Dans la galerie, neuf pièces bicéphales, composées à chaque fois de deux parties d’œuvres juxtaposées, portent ainsi d’autres noms que le sien. En outre, on le sait, John Baldessari ne signe jamais ses œuvres, si ce n’est au dos de celles-ci, lorsqu’il était peintre, peintures qu’il a d’ailleurs pour la plupart détruites (Cremation Project,1970).
Toutefois, c’est encore un peu plus complexe. Car entre devinette et énigme, chaque tableau ne porte qu’un seul nom. À nous de connaître et de retrouver le second. Par exemple, en entrant dans la galerie Marian Goodman: Double Bill: … And David, 2012.

Le second peintre est Giorgio de Chirico et le tableau cité, qui donne ici le coup d’envoi, La Conquête du philosophe. Philosophie, citation, décontextualisation, dissémination du sens et évidemment, déconstruction, cela rappelle la «French Theory», pour le dire à l’américaine et en particulier, le philosophe Jacques Derrida (qui enseignait au printemps à UC Irvine, non loin de Los Angeles).
Mais c’est sans compter l’humour. La partie du tableau de Giorgio de Chirico, c’est-à-dire le détail prélevé par John Baldessari (et composant la moitié gauche de cette nouvelle toile) représente le bout de canon figurant sur l’original ainsi que l’un des deux artichauts. En vis-à-vis, une main tendue et un bout de tissu.
On pourrait croire à un rébus, ou bien, que l’on ait une illumination ou non, à un kôan de maître bouddhique (formule sous forme d’aporie qui, la contradiction intellectuelle dépassée, provoque l’éveil). Ou bien encore, on peut aussi se souvenir de l’histoire romaine et à l’envers de l’humour, de la tragédie.

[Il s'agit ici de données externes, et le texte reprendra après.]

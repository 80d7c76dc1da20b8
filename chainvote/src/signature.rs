// Copyright (C) Microsoft Corporation. All rights reserved.

#![deny(clippy::unwrap_used)]
#![deny(clippy::expect_used)]
#![deny(clippy::panic)]
#![deny(clippy::manual_assert)]

//! Voter-eligibility signatures.
//!
//! A voter's credential is an ECDSA key pair; the election's voter list holds
//! the hex-encoded compressed public keys. The eligibility signature carried
//! by a vote is the voter's signature over their *own* encoded public key
//! (their "address"), so verification is a scan of the voter list: the vote
//! is eligible iff some listed key verifies the signature over its own
//! encoding.
//!
//! The core only depends on the [`EligibilityVerifier`] seam; the secp256k1
//! implementation below is one choice of curve and format, not a contract.

use k256::ecdsa::{
    Signature, SigningKey, VerifyingKey,
    signature::{Signer, Verifier},
};
use k256::elliptic_curve::sec1::ToEncodedPoint;

use util::csprng::Csprng;

/// Serde helper encoding `Vec<u8>` as lowercase hex,
/// e.g. `#[serde(with = "chainvote::signature::hex_bytes")]`.
pub mod hex_bytes {
    use serde::{Deserialize, Deserializer, Serialize, Serializer};

    pub fn serialize<S>(bytes: &[u8], serializer: S) -> Result<S::Ok, S::Error>
    where
        S: Serializer,
    {
        faster_hex::hex_string(bytes).serialize(serializer)
    }

    pub fn deserialize<'de, D>(deserializer: D) -> Result<Vec<u8>, D::Error>
    where
        D: Deserializer<'de>,
    {
        use serde::de::Error;

        let s = String::deserialize(deserializer)?;
        let mut bytes = vec![0_u8; s.len() / 2];
        faster_hex::hex_decode(s.as_bytes(), &mut bytes)
            .map_err(|e| D::Error::custom(format!("not a hex string: {e}")))?;
        Ok(bytes)
    }
}

/// A voter's signing credential.
pub struct VoterKey(SigningKey);

impl VoterKey {
    /// Generates a fresh credential from the given randomness source.
    pub fn generate(csprng: &mut Csprng) -> VoterKey {
        loop {
            let mut bytes = [0_u8; 32];
            csprng.fill_bytes(&mut bytes);
            // Rejected only for 0 or >= the curve order, i.e. almost never.
            if let Ok(key) = SigningKey::from_slice(&bytes) {
                return VoterKey(key);
            }
        }
    }

    /// Restores a credential from its 32-byte secret scalar.
    pub fn from_secret_bytes(bytes: &[u8]) -> Option<VoterKey> {
        SigningKey::from_slice(bytes).ok().map(VoterKey)
    }

    /// The secret scalar, for key-file persistence.
    pub fn secret_bytes(&self) -> Vec<u8> {
        self.0.to_bytes().to_vec()
    }

    /// The compressed SEC1 encoding of the public key, lowercase hex. This is
    /// the form that appears in voter lists.
    pub fn public_key_hex(&self) -> String {
        let point = self.0.verifying_key().to_encoded_point(true);
        faster_hex::hex_string(point.as_bytes())
    }

    /// Signs an arbitrary message, returning the DER-encoded signature.
    pub fn sign(&self, msg: &[u8]) -> Vec<u8> {
        let signature: Signature = self.0.sign(msg);
        signature.to_der().as_bytes().to_vec()
    }

    /// The voter's eligibility signature: a signature over the voter's own
    /// encoded public key.
    pub fn address(&self) -> Vec<u8> {
        let point = self.0.verifying_key().to_encoded_point(true);
        self.sign(point.as_bytes())
    }
}

/// Verifies a DER signature by the hex-encoded public key over `msg`.
pub fn verify_signature(public_key_hex: &str, msg: &[u8], signature_der: &[u8]) -> bool {
    let mut key_bytes = vec![0_u8; public_key_hex.len() / 2];
    if faster_hex::hex_decode(public_key_hex.as_bytes(), &mut key_bytes).is_err() {
        return false;
    }
    let Ok(verifying_key) = VerifyingKey::from_sec1_bytes(&key_bytes) else {
        return false;
    };
    let Ok(signature) = Signature::from_der(signature_der) else {
        return false;
    };
    verifying_key.verify(msg, &signature).is_ok()
}

/// The seam through which the core checks vote eligibility. Implementations
/// choose the curve and signature format.
pub trait EligibilityVerifier {
    /// Returns whether `signature` proves membership in `voter_list`.
    fn is_eligible(&self, signature: &[u8], voter_list: &[String]) -> bool;
}

/// The default [`EligibilityVerifier`]: address-style ECDSA over secp256k1.
#[derive(Clone, Copy, Debug, Default)]
pub struct EcdsaEligibility;

impl EligibilityVerifier for EcdsaEligibility {
    fn is_eligible(&self, signature: &[u8], voter_list: &[String]) -> bool {
        voter_list.iter().any(|key_hex| {
            let mut key_bytes = vec![0_u8; key_hex.len() / 2];
            if faster_hex::hex_decode(key_hex.as_bytes(), &mut key_bytes).is_err() {
                return false;
            }
            verify_signature(key_hex, &key_bytes, signature)
        })
    }
}

/// An [`EligibilityVerifier`] that accepts everything. Strictly for tests and
/// closed demos.
#[derive(Clone, Copy, Debug, Default)]
pub struct AcceptAllEligibility;

impl EligibilityVerifier for AcceptAllEligibility {
    fn is_eligible(&self, _signature: &[u8], _voter_list: &[String]) -> bool {
        true
    }
}

#[cfg(test)]
#[allow(clippy::unwrap_used)]
mod test {
    use super::*;

    fn test_csprng(label: &[u8]) -> Csprng {
        Csprng::build().write_bytes(label).finish()
    }

    #[test]
    fn sign_verify_round_trip() {
        let mut csprng = test_csprng(b"signature round trip");
        let key = VoterKey::generate(&mut csprng);
        let msg = b"tally me";
        let sig = key.sign(msg);
        assert!(verify_signature(&key.public_key_hex(), msg, &sig));
        assert!(!verify_signature(&key.public_key_hex(), b"tally you", &sig));
    }

    #[test]
    fn address_is_eligible_against_listed_key() {
        let mut csprng = test_csprng(b"signature address");
        let voter = VoterKey::generate(&mut csprng);
        let bystander = VoterKey::generate(&mut csprng);

        let voter_list = vec![bystander.public_key_hex(), voter.public_key_hex()];
        let verifier = EcdsaEligibility;

        assert!(verifier.is_eligible(&voter.address(), &voter_list));

        let outsider = VoterKey::generate(&mut csprng);
        assert!(!verifier.is_eligible(&outsider.address(), &voter_list));
    }

    #[test]
    fn garbage_inputs_do_not_verify() {
        let mut csprng = test_csprng(b"signature garbage");
        let key = VoterKey::generate(&mut csprng);
        assert!(!verify_signature("zz-not-hex", b"m", &key.sign(b"m")));
        assert!(!verify_signature(&key.public_key_hex(), b"m", b"not-der"));
        assert!(!EcdsaEligibility.is_eligible(b"not-der", &[key.public_key_hex()]));
        assert!(!EcdsaEligibility.is_eligible(&key.address(), &[]));
    }

    #[test]
    fn secret_bytes_round_trip() {
        let mut csprng = test_csprng(b"signature secret bytes");
        let key = VoterKey::generate(&mut csprng);
        let restored = VoterKey::from_secret_bytes(&key.secret_bytes()).unwrap();
        assert_eq!(restored.public_key_hex(), key.public_key_hex());
    }
}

Cette main est en effet celle de la femme éplorée de Brutus, tirée du tableau de David Les Licteurs rapportant à Brutus les corps de ses fils. Fils dont le consul Brutus dut ordonner le supplice, en raison d’une lettre attestant de leur trahison. Il faut relire Tite-Live. Soudain, la violence cachée ou bien refoulée peut ainsi exploser au détour d’une vision tenue absente de la scène, hors-champ, violence aussitôt pacifiée par l’humour visible et ainsi de suite réciproquement, scansion paradoxale des contraires tenus ensembles par ces toiles à deux têtes plus une.

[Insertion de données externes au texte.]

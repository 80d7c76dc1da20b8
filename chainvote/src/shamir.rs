// Copyright (C) Microsoft Corporation. All rights reserved.

#![deny(clippy::unwrap_used)]
#![deny(clippy::expect_used)]
#![deny(clippy::panic)]
#![deny(clippy::manual_assert)]

//! Shamir secret sharing over a Mersenne prime.
//!
//! The ElGamal secret exponent is split among trustees at the key ceremony
//! and reconstructed once at tally time. The share modulus is the smallest
//! Mersenne prime exceeding the subgroup order, so any legal exponent fits
//! without reduction.

use num_bigint::BigUint;
use num_traits::One;
use serde::{Deserialize, Serialize};
use zeroize::Zeroize;

use util::{
    algebra::{FieldElement, ScalarField},
    algebra_utils::field_lagrange_at_zero,
    csprng::Csprng,
};

use crate::errors::{CoreError, CoreResult};

/// Exponents `e` of the known Mersenne primes `2^e - 1` large enough to be
/// useful as share moduli.
pub const MERSENNE_EXPONENTS: [u32; 12] = [
    521, 607, 1279, 2203, 2281, 3217, 4253, 4423, 9689, 9941, 11213, 19937,
];

/// Returns the smallest Mersenne prime `2^e - 1` strictly greater than `n`.
///
/// With 2048-bit ElGamal parameters the subgroup order has 2047 bits, which
/// selects `2^2203 - 1`.
pub fn mersenne_prime_exceeding(n: &BigUint) -> CoreResult<BigUint> {
    for e in MERSENNE_EXPONENTS {
        let candidate = (BigUint::one() << e) - BigUint::one();
        if &candidate > n {
            return Ok(candidate);
        }
    }
    Err(CoreError::BadParams(format!(
        "no known Mersenne prime exceeds a {}-bit value",
        n.bits()
    )))
}

/// One point `(i, f(i))` of the sharing polynomial.
#[derive(Clone, Debug, Serialize, Deserialize, PartialEq, Eq)]
pub struct Share {
    pub index: u32,
    pub value: FieldElement,
}

impl Zeroize for Share {
    fn zeroize(&mut self) {
        self.value.zeroize();
    }
}

/// Splits `secret` into `count` shares, any `threshold` of which recover it.
///
/// The polynomial is `f(z) = secret + a_1 z + ... + a_{threshold-1}
/// z^{threshold-1} mod prime` with uniformly random coefficients; the shares
/// are `(i, f(i))` for `i` in `1..=count`.
pub fn make_shares(
    secret: &BigUint,
    threshold: u32,
    count: u32,
    prime: &BigUint,
    csprng: &mut Csprng,
) -> CoreResult<Vec<Share>> {
    if threshold < 2 {
        return Err(CoreError::BadParams(format!(
            "threshold {threshold} makes the secret trivially recoverable"
        )));
    }
    if threshold > count {
        return Err(CoreError::BadParams(format!(
            "threshold {threshold} exceeds share count {count}; the secret would be irrecoverable"
        )));
    }
    if secret >= prime {
        return Err(CoreError::BadParams(
            "secret does not fit the share modulus".into(),
        ));
    }

    let field = ScalarField::new_unchecked(prime.clone());

    let mut coefficients = Vec::with_capacity(threshold as usize);
    coefficients.push(FieldElement::from(secret.clone(), &field));
    for _ in 1..threshold {
        coefficients.push(field.random_field_elem(csprng));
    }

    let shares = (1..=count)
        .map(|i| {
            // Horner evaluation of f(i).
            let x = FieldElement::from(i, &field);
            let value = coefficients
                .iter()
                .rev()
                .fold(ScalarField::zero(), |acc, c| {
                    acc.mul(&x, &field).add(c, &field)
                });
            Share { index: i, value }
        })
        .collect();

    Ok(shares)
}

/// Recovers the secret from at least `threshold` shares by Lagrange
/// interpolation at zero.
///
/// With fewer than `threshold` (but at least two) distinct shares this
/// returns *some* field element carrying no information about the secret;
/// callers that can verify the result (e.g. against a public key) must do so.
pub fn recover_secret(shares: &[Share], prime: &BigUint) -> CoreResult<BigUint> {
    if shares.len() < 2 {
        return Err(CoreError::BadParams(
            "at least two shares are required".into(),
        ));
    }
    if shares.iter().any(|s| s.index == 0) {
        return Err(CoreError::InvalidInput(
            "share index 0 is not a legal evaluation point".into(),
        ));
    }

    let field = ScalarField::new_unchecked(prime.clone());
    let xs: Vec<FieldElement> = shares
        .iter()
        .map(|s| FieldElement::from(s.index, &field))
        .collect();
    let ys: Vec<FieldElement> = shares.iter().map(|s| s.value.clone()).collect();

    let secret = field_lagrange_at_zero(&xs, &ys, &field)
        .ok_or_else(|| CoreError::InvalidInput("duplicate share indices".into()))?;

    Ok(secret.value().clone())
}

En hybridant ainsi des détails de tableaux choisis (la notion de choix est primordiale dans le travail et dans la conception de l’art de Baldessari), l’artiste dit aimer l’idée de jouer au Dr Frankenstein. Selon lui, l’image ancienne perd son sens, meurt, devient cliché. En brisant le cliché, John Baldessari cherche à «réinvestir ce qui est mort» pour le faire revenir à la vie, à injecter aux images «un autre type de sens».
S’il dit que ceci est une métaphore, il faut alors préciser que ses toiles relèvent également ici d’un procédé métaphorique. Dans La Métaphore vive, Paul Ricoeur écrit «Le sens métaphorique, n’est pas l’énigme elle-même, la simple collision sémantique, mais la résolution de l’énigme, l’instauration d’une nouvelle pertinence sémantique». Ce qui est dit là des mots peut être dit ici des images et des perceptions, selon un procédé qui s’apparente également au montage alterné d’Einsenstein.

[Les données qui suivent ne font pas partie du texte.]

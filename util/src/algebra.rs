#![deny(clippy::unwrap_used)]
#![deny(clippy::expect_used)]
#![deny(clippy::panic)]
#![deny(clippy::manual_assert)]

//! Wrappers around `BigUint` separating field and group elements in the code.
//!
//! [`ScalarField`] is the field `Z_q` of exponents; [`Group`] is the order-`q`
//! multiplicative subgroup of `Z_p^*` for a safe prime `p = 2q + 1`. Every
//! operation reduces into `[0, m)` for its modulus `m`.

use crate::{algebra_utils::mod_inverse, csprng::Csprng, prime::is_prime};
use num_bigint::BigUint;
use num_traits::{One, Zero};
use serde::{Deserialize, Serialize};
use zeroize::Zeroize;

/// An element of the field `Z_q` as defined by [`ScalarField`].
#[derive(Clone, Debug, Serialize, Deserialize, PartialEq, Eq, Hash)]
pub struct FieldElement(#[serde(with = "crate::biguint_serde")] BigUint);

/// The finite field `Z_q` of integers modulo prime `q`.
#[derive(Clone, Debug, Serialize, Deserialize, PartialEq, Eq)]
pub struct ScalarField {
    /// Field order.
    #[serde(with = "crate::biguint_serde")]
    q: BigUint,
}

impl FieldElement {
    /// The numeric value of the field element. Guaranteed to be `< q` when the
    /// element was produced by operations over the same field.
    pub fn value(&self) -> &BigUint {
        &self.0
    }

    /// Renders the element as a decimal string.
    pub fn to_decimal(&self) -> String {
        self.0.to_str_radix(10)
    }

    /// Computes `(self + other) % q`.
    pub fn add(&self, other: &FieldElement, field: &ScalarField) -> Self {
        FieldElement((&self.0 + &other.0) % &field.q)
    }

    /// Computes `(self - other) % q`, wrapping into `[0, q)`.
    pub fn sub(&self, other: &FieldElement, field: &ScalarField) -> Self {
        if self.0 >= other.0 {
            FieldElement((&self.0 - &other.0) % &field.q)
        } else {
            FieldElement((&field.q - (&other.0 - &self.0) % &field.q) % &field.q)
        }
    }

    /// Computes `(self * other) % q`.
    pub fn mul(&self, other: &FieldElement, field: &ScalarField) -> Self {
        FieldElement((&self.0 * &other.0) % &field.q)
    }

    /// Computes the multiplicative inverse in `Z_q` if it exists,
    /// i.e. iff `gcd(self, q) == 1`.
    pub fn inv(&self, field: &ScalarField) -> Option<Self> {
        mod_inverse(&self.0, &field.q).map(FieldElement)
    }

    /// Creates a field element from a given integer, reducing mod `q`.
    pub fn from<T>(x: T, field: &ScalarField) -> Self
    where
        BigUint: From<T>,
    {
        FieldElement(BigUint::from(x) % &field.q)
    }

    /// Creates a field element from big-endian bytes, reducing mod `q`.
    pub fn from_bytes_be(x: &[u8], field: &ScalarField) -> Self {
        FieldElement(BigUint::from_bytes_be(x) % &field.q)
    }

    /// Returns true if the element is zero.
    pub fn is_zero(&self) -> bool {
        BigUint::is_zero(&self.0)
    }

    /// Returns true iff `0 <= self < q`.
    pub fn is_valid(&self, field: &ScalarField) -> bool {
        // The lower bound holds because the representation is unsigned.
        self.0 < field.q
    }
}

impl Zeroize for FieldElement {
    fn zeroize(&mut self) {
        // `BigUint` offers no in-place scrubbing; dropping the limbs is the
        // best available.
        self.0 = BigUint::zero();
    }
}

impl ScalarField {
    /// Constructs a new scalar field from a given order.
    ///
    /// Returns `None` if the order is not prime. The check is expensive, so a
    /// field should be constructed once and reused.
    pub fn new(order: BigUint, csprng: &mut Csprng) -> Option<Self> {
        let f = ScalarField { q: order };
        f.is_valid(csprng).then_some(f)
    }

    /// Constructs a new scalar field *assuming* the given order is prime.
    pub fn new_unchecked(order: BigUint) -> Self {
        ScalarField { q: order }
    }

    /// Validates that the field order is prime. Expensive.
    pub fn is_valid(&self, csprng: &mut Csprng) -> bool {
        is_prime(&self.q, csprng)
    }

    /// Returns one, the neutral element of multiplication, as a field element.
    pub fn one() -> FieldElement {
        FieldElement(BigUint::one())
    }

    /// Returns zero, the neutral element of addition, as a field element.
    pub fn zero() -> FieldElement {
        FieldElement(BigUint::zero())
    }

    /// Returns a uniform random integer in `[0, q)` as a field element.
    pub fn random_field_elem(&self, csprng: &mut Csprng) -> FieldElement {
        FieldElement(csprng.next_biguint_lt(&self.q))
    }

    /// Returns the order `q` of the field.
    pub fn order(&self) -> &BigUint {
        &self.q
    }
}

/// An element of the multiplicative group `Z_p^r` as defined by [`Group`].
#[derive(Clone, Debug, Serialize, Deserialize, PartialEq, Eq, Hash)]
pub struct GroupElement(#[serde(with = "crate::biguint_serde")] BigUint);

/// The order-`q` multiplicative subgroup of `Z_p^*`, where `p = 2q + 1` is a
/// safe prime and `g` generates the subgroup.
#[derive(Clone, Debug, Serialize, Deserialize, PartialEq, Eq)]
pub struct Group {
    /// Prime modulus `p`.
    #[serde(with = "crate::biguint_serde")]
    p: BigUint,

    /// Subgroup generator `g`.
    #[serde(with = "crate::biguint_serde")]
    g: BigUint,

    /// Subgroup order `q`.
    #[serde(with = "crate::biguint_serde")]
    q: BigUint,
}

impl GroupElement {
    /// Computes `(self * other) mod p`.
    pub fn mul(&self, other: &GroupElement, group: &Group) -> GroupElement {
        GroupElement((&self.0 * &other.0) % &group.p)
    }

    /// Computes the multiplicative inverse. Always `Some` for valid group
    /// elements.
    pub fn inv(&self, group: &Group) -> Option<Self> {
        mod_inverse(&self.0, &group.p).map(GroupElement)
    }

    /// Raises the element to a plain integer exponent, mod `p`.
    pub fn pow(&self, exponent: impl Into<BigUint>, group: &Group) -> GroupElement {
        GroupElement(self.0.modpow(&exponent.into(), &group.p))
    }

    /// Raises the element to a field-element exponent, mod `p`. This defines
    /// the action of `Z_q` over the group.
    pub fn exp(&self, exponent: &FieldElement, group: &Group) -> GroupElement {
        GroupElement(self.0.modpow(&exponent.0, &group.p))
    }

    /// Returns true iff `0 < self < p` and `self^q % p == 1`.
    pub fn is_valid(&self, group: &Group) -> bool {
        let in_range = !self.0.is_zero() && self.0 < group.p;
        in_range && self.0.modpow(&group.q, &group.p).is_one()
    }

    /// The numeric value of the group element.
    pub fn value(&self) -> &BigUint {
        &self.0
    }

    /// Renders the element as a decimal string.
    pub fn to_decimal(&self) -> String {
        self.0.to_str_radix(10)
    }

    /// Wraps an integer already known to be a valid group element.
    pub fn from_biguint_unchecked(u: BigUint) -> Self {
        GroupElement(u)
    }
}

impl Group {
    /// Constructs the group for safe prime `p` and generator `g`, validating
    /// both. Expensive; construct once and reuse.
    pub fn new(p: BigUint, g: BigUint, csprng: &mut Csprng) -> Option<Self> {
        let group = Self::new_unchecked(p, g);
        group.is_valid(csprng).then_some(group)
    }

    /// Constructs the group for safe prime `p` and generator `g` without any
    /// validation. The subgroup order is derived as `q = (p - 1) / 2`.
    pub fn new_unchecked(p: BigUint, g: BigUint) -> Self {
        let q: BigUint = (&p - 1_u8) >> 1;
        Group { p, g, q }
    }

    /// Validates the group. Expensive.
    ///
    /// The group is valid if `p` and `q` are prime with `p = 2q + 1`, and `g`
    /// is a generator of the order-`q` subgroup (`g != 1`, `g^q = 1 mod p`).
    pub fn is_valid(&self, csprng: &mut Csprng) -> bool {
        let p_matches_q = self.p == ((&self.q << 1) | BigUint::one());
        if !p_matches_q {
            return false;
        }

        if self.g.is_one()
            || self.g >= self.p
            || self.g.is_zero()
            || !self.g.modpow(&self.q, &self.p).is_one()
        {
            return false;
        }

        // Expensive primality testing last.
        is_prime(&self.q, csprng) && is_prime(&self.p, csprng)
    }

    /// Returns a uniform random group element, `g^x % p` for uniform
    /// `x` in `[0, q)`.
    pub fn random_group_elem(&self, csprng: &mut Csprng) -> GroupElement {
        let exponent = FieldElement(csprng.next_biguint_lt(&self.q));
        self.g_exp(&exponent)
    }

    /// Returns generator `g` raised to the power of `x`, mod `p`.
    pub fn g_exp(&self, x: &FieldElement) -> GroupElement {
        GroupElement(self.g.modpow(&x.0, &self.p))
    }

    /// Returns one, the neutral element, as a group element.
    pub fn one() -> GroupElement {
        GroupElement(BigUint::one())
    }

    /// Returns a reference to the order of the group.
    pub fn order(&self) -> &BigUint {
        &self.q
    }

    /// Returns a reference to the modulus of the group.
    pub fn modulus(&self) -> &BigUint {
        &self.p
    }

    /// Returns a generator of the group.
    pub fn generator(&self) -> GroupElement {
        GroupElement(self.g.clone())
    }

    /// Returns whether the group and the given field have the same order.
    pub fn matches_field(&self, field: &ScalarField) -> bool {
        self.q == field.q
    }
}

Mais d’autres figures rhétoriques sont encore à l’œuvre, comme l’allégorie, l’oxymore, la coïncidence des opposés, etc. Enfin, il s’agit aussi d’anomalie, au sens à la fois de mutation réussie et de transgression du principe d’identité (perceptif, sémantique, esthétique, historiques, etc.): ceci est, par exemple, humoristique et tragique, tantôt l’un, tantôt l’autre, ni l’un ni l’autre et les deux à la fois.
Dans tous les cas, ceci n’est pas seulement cela, le déictique est déstabilisé (l’expérience esthétique est déictique écrit Thierry de Duve) ainsi que sa performativité qui, l’un et l’autre, deviennent tout autres.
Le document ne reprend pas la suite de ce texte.